_Dataset entries_.
=== Begin Enclosure ===

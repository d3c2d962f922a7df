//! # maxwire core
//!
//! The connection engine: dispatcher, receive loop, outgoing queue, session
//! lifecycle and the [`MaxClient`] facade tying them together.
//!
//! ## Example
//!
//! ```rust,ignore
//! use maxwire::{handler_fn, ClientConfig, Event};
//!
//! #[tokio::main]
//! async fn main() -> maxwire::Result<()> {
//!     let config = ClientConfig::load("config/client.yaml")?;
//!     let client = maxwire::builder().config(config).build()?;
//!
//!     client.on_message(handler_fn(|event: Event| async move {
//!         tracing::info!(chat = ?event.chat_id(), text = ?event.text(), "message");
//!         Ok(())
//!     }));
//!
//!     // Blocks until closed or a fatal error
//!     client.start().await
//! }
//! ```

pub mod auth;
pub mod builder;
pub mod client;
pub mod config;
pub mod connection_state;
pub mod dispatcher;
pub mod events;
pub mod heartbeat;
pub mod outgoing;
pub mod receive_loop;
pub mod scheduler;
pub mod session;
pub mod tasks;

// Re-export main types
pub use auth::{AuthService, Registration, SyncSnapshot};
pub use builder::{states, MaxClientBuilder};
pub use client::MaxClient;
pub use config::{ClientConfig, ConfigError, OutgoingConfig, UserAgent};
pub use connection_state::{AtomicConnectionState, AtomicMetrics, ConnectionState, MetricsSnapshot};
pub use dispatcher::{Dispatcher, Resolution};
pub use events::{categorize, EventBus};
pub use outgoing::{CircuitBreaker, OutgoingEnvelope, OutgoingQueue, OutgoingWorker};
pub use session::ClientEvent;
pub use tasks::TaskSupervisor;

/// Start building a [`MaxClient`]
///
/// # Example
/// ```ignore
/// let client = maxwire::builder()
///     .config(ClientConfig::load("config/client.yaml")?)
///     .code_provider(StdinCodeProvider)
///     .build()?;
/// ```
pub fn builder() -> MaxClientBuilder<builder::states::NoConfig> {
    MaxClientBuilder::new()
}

=== End Enclosure ===

_WORK REQUEST_.
Say how many lines above include "states", please, and nothing else.

_SOLUTION TO THIS PROBLEM_.
2